Exercise aim - Look through the data below for the line with "as i64 * 4))" and the line with "leave the calendar range", then output those two and all lines in between, exactly as written.

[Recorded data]
##########
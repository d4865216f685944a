//! Expansion of recurring date patterns into concrete trip windows.

use chrono::{Datelike, Duration, NaiveDate, Weekday};
use farescout_shared::{DatePattern, DateRange, PatternKind};

/// Upper bound on ranges produced by a single expansion
pub const MAX_RANGES: usize = 48;

/// Horizon used when sampling, in months of four weeks
pub const SAMPLE_HORIZON_MONTHS: u32 = 12;

/// Longest trip a pattern may ask for: the whole sampling horizon
pub const MAX_TRIP_DAYS: u32 = SAMPLE_HORIZON_MONTHS * 28;

const WEEKEND_NIGHTS: i64 = 2;
const ONE_WEEK_DEFAULT: u32 = 7;
const TWO_WEEKS_DEFAULT: u32 = 14;

/// Trip length in days for a pattern, or `None` when it cannot produce a range
pub fn trip_length(pattern: &DatePattern) -> Option<i64> {
    let days = match pattern.kind {
        PatternKind::Weekend => return Some(WEEKEND_NIGHTS),
        PatternKind::OneWeek if pattern.duration == 0 => ONE_WEEK_DEFAULT,
        PatternKind::TwoWeeks if pattern.duration == 0 => TWO_WEEKS_DEFAULT,
        _ => pattern.duration,
    };
    (days > 0).then_some(days as i64)
}

/// Expands `pattern` into at most [`MAX_RANGES`] non-overlapping ranges whose
/// outbound date falls before `today + horizon_months * 4 weeks`.
pub fn expand(pattern: &DatePattern, horizon_months: u32, today: NaiveDate) -> Vec<DateRange> {
    let mut ranges = Vec::new();
    let Some(length) = trip_length(pattern) else {
        return ranges;
    };

    let horizon_end = today
        .checked_add_signed(Duration::weeks(horizon_months as i64 * 4))
        .unwrap_or(NaiveDate::MAX);
    let mut cursor = today;

    // Stops early when a date would leave the calendar range
    while cursor < horizon_end && ranges.len() < MAX_RANGES {
        let next = match range_starting_on(cursor, pattern, length) {
            Candidate::Range(range) => {
                let next = range.return_date.succ_opt();
                ranges.push(range);
                next
            }
            Candidate::Skip => cursor.succ_opt(),
            Candidate::OutOfRange => None,
        };
        match next {
            Some(next) => cursor = next,
            None => break,
        }
    }

    ranges
}

enum Candidate {
    Range(DateRange),
    Skip,
    OutOfRange,
}

fn range_starting_on(start: NaiveDate, pattern: &DatePattern, length: i64) -> Candidate {
    if let Some(days) = pattern.preferred_days.as_deref() {
        let weekday = start.weekday().num_days_from_sunday() as u8;
        if !days.is_empty() && !days.contains(&weekday) {
            return Candidate::Skip;
        }
    }

    if pattern.kind == PatternKind::Weekend && start.weekday() != Weekday::Fri {
        return Candidate::Skip;
    }

    let Some(return_date) = start.checked_add_signed(Duration::days(length)) else {
        return Candidate::OutOfRange;
    };

    let day_month = start.format("%d/%m");
    let label = match pattern.kind {
        PatternKind::Weekend => format!("Weekend {day_month}"),
        PatternKind::OneWeek => format!("Week {day_month}"),
        PatternKind::TwoWeeks => format!("2 weeks {day_month}"),
        PatternKind::Custom => format!("{length} days {day_month}"),
    };

    Candidate::Range(DateRange {
        outbound: start,
        return_date,
        label,
    })
}

/// Evenly spaced subset of the 12-month expansion, at most `sample_size` long.
///
/// Takes indices `0, stride, 2*stride, ..` with `stride = max(len / sample_size, 1)`,
/// so a list shorter than `sample_size` comes back whole.
pub fn sample(pattern: &DatePattern, sample_size: usize, today: NaiveDate) -> Vec<DateRange> {
    if sample_size == 0 {
        return Vec::new();
    }

    let all = expand(pattern, SAMPLE_HORIZON_MONTHS, today);
    let stride = (all.len() / sample_size).max(1);

    all.into_iter().step_by(stride).take(sample_size).collect()
}

/// Approximate French school holiday windows for `year`
pub fn school_holidays(year: i32) -> Vec<DateRange> {
    let windows = [
        ((year, 2, 10), (year, 2, 25), "Winter holidays"),
        ((year, 4, 8), (year, 4, 23), "Spring holidays"),
        ((year, 7, 8), (year, 8, 31), "Summer holidays"),
        ((year, 10, 21), (year, 11, 5), "All Saints holidays"),
        ((year, 12, 22), (year.saturating_add(1), 1, 6), "Christmas holidays"),
    ];

    // Windows outside the calendar range are dropped
    windows
        .into_iter()
        .filter_map(|(from, to, label)| {
            Some(DateRange {
                outbound: NaiveDate::from_ymd_opt(from.0, from.1, from.2)?,
                return_date: NaiveDate::from_ymd_opt(to.0, to.1, to.2)?,
                label: label.to_string(),
            })
        })
        .collect()
}

#[cfg(test)]
mod tests {
    use super::*;
    use proptest::prelude::*;

    fn day(y: i32, m: u32, d: u32) -> NaiveDate {
        NaiveDate::from_ymd_opt(y, m, d).unwrap()
    }

    #[test]
    fn test_weekend_starts_on_friday() {
        // 2025-03-05 is a Wednesday
        let ranges = expand(&DatePattern::weekend(), 1, day(2025, 3, 5));
        assert_eq!(ranges[0].outbound, day(2025, 3, 7));
        assert_eq!(ranges[0].return_date, day(2025, 3, 9));
        assert_eq!(ranges[0].label, "Weekend 07/03");
        assert_eq!(ranges[1].outbound, day(2025, 3, 14));
        assert_eq!(ranges.len(), 4);
    }

    #[test]
    fn test_one_week_defaults_and_advances_past_return() {
        let pattern = DatePattern::new(PatternKind::OneWeek, 0);
        let ranges = expand(&pattern, 1, day(2025, 3, 5));
        assert_eq!(ranges[0].return_date, day(2025, 3, 12));
        assert_eq!(ranges[0].label, "Week 05/03");
        assert_eq!(ranges[1].outbound, day(2025, 3, 13));
    }

    #[test]
    fn test_custom_label_and_zero_duration() {
        let pattern = DatePattern::new(PatternKind::Custom, 10);
        let ranges = expand(&pattern, 1, day(2025, 1, 1));
        assert_eq!(ranges[0].label, "10 days 01/01");
        assert_eq!(ranges[0].nights(), 10);

        let empty = DatePattern::new(PatternKind::Custom, 0);
        assert!(expand(&empty, 12, day(2025, 1, 1)).is_empty());
    }

    #[test]
    fn test_preferred_days_filter_start() {
        // Saturdays only
        let pattern = DatePattern::new(PatternKind::TwoWeeks, 14).with_preferred_days(vec![6]);
        let ranges = expand(&pattern, 3, day(2025, 3, 5));
        assert!(!ranges.is_empty());
        assert!(ranges.iter().all(|r| r.outbound.weekday() == Weekday::Sat));
        assert_eq!(ranges[0].label, "2 weeks 08/03");
    }

    #[test]
    fn test_expansion_is_capped() {
        let pattern = DatePattern::new(PatternKind::Custom, 1);
        let ranges = expand(&pattern, 12, day(2025, 1, 1));
        assert_eq!(ranges.len(), MAX_RANGES);
    }

    #[test]
    fn test_sample_spreads_over_expansion() {
        let today = day(2025, 3, 5);
        let all = expand(&DatePattern::weekend(), SAMPLE_HORIZON_MONTHS, today);
        let picked = sample(&DatePattern::weekend(), 3, today);
        let stride = all.len() / 3;
        assert_eq!(picked.len(), 3);
        assert_eq!(picked[0], all[0]);
        assert_eq!(picked[1], all[stride]);
        assert_eq!(picked[2], all[2 * stride]);
    }

    #[test]
    fn test_short_expansion_sampled_whole() {
        // Two 200-day trips fit in the horizon
        let pattern = DatePattern::new(PatternKind::Custom, 200);
        let today = day(2025, 3, 5);
        let all = expand(&pattern, SAMPLE_HORIZON_MONTHS, today);
        assert_eq!(all.len(), 2);
        assert_eq!(sample(&pattern, 5, today), all);
        assert!(sample(&pattern, 0, today).is_empty());
    }

    #[test]
    fn test_school_holidays() {
        let holidays = school_holidays(2025);
        assert_eq!(holidays.len(), 5);
        assert_eq!(holidays[0].outbound, day(2025, 2, 10));
        assert_eq!(holidays[4].return_date, day(2026, 1, 6));
        assert!(holidays.iter().all(|r| r.return_date > r.outbound));
    }

    #[test]
    fn test_overlong_trip_stops_at_calendar_end() {
        let pattern = DatePattern::new(PatternKind::Custom, 100_000_000);
        assert!(sample(&pattern, 2, day(2025, 3, 5)).is_empty());

        let near_end = NaiveDate::MAX - Duration::days(10);
        let ranges = expand(&DatePattern::weekend(), SAMPLE_HORIZON_MONTHS, near_end);
        assert!(ranges.len() <= 2);
        assert!(ranges.iter().all(|r| r.return_date > r.outbound));
    }

    #[test]
    fn test_school_holidays_at_calendar_edges() {
        assert!(school_holidays(i32::MAX).is_empty());
        assert!(school_holidays(i32::MIN).is_empty());

        let last = school_holidays(NaiveDate::MAX.year());
        assert_eq!(last.len(), 4);
        assert!(last.iter().all(|r| r.label != "Christmas holidays"));
    }

    fn any_pattern() -> impl Strategy<Value = DatePattern> {
        let kind = prop_oneof![
            Just(PatternKind::Weekend),
            Just(PatternKind::OneWeek),
            Just(PatternKind::TwoWeeks),
            Just(PatternKind::Custom),
        ];
        let days = proptest::option::of(proptest::collection::vec(0u8..7, 0..4));
        (kind, 0u32..30, days).prop_map(|(kind, duration, preferred_days)| DatePattern {
            kind,
            duration,
            preferred_days,
            flexibility: None,
        })
    }

    proptest! {
        #[test]
        fn prop_expand_bounded_and_ordered(pattern in any_pattern(), offset in 0i64..3650) {
            let today = day(2020, 1, 1) + Duration::days(offset);
            let ranges = expand(&pattern, SAMPLE_HORIZON_MONTHS, today);
            prop_assert!(ranges.len() <= MAX_RANGES);
            for r in &ranges {
                prop_assert!(r.return_date > r.outbound);
                prop_assert!(r.outbound >= today);
                if pattern.kind == PatternKind::Weekend {
                    prop_assert_eq!(r.outbound.weekday(), Weekday::Fri);
                }
            }
            for pair in ranges.windows(2) {
                prop_assert!(pair[1].outbound > pair[0].return_date);
            }
        }

        #[test]
        fn prop_sample_is_deterministic_subset(
            pattern in any_pattern(),
            offset in 0i64..3650,
            n in 0usize..8,
        ) {
            let today = day(2020, 1, 1) + Duration::days(offset);
            let first = sample(&pattern, n, today);
            let second = sample(&pattern, n, today);
            prop_assert_eq!(&first, &second);
            prop_assert!(first.len() <= n);

            let all = expand(&pattern, SAMPLE_HORIZON_MONTHS, today);
            prop_assert!(first.iter().all(|r| all.contains(r)));
        }
    }
}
##########
Task response -
        .checked_add_signed(Duration::weeks(horizon_months as i64 * 4))
        .unwrap_or(NaiveDate::MAX);
    let mut cursor = today;

    // Stops early when a date would leave the calendar range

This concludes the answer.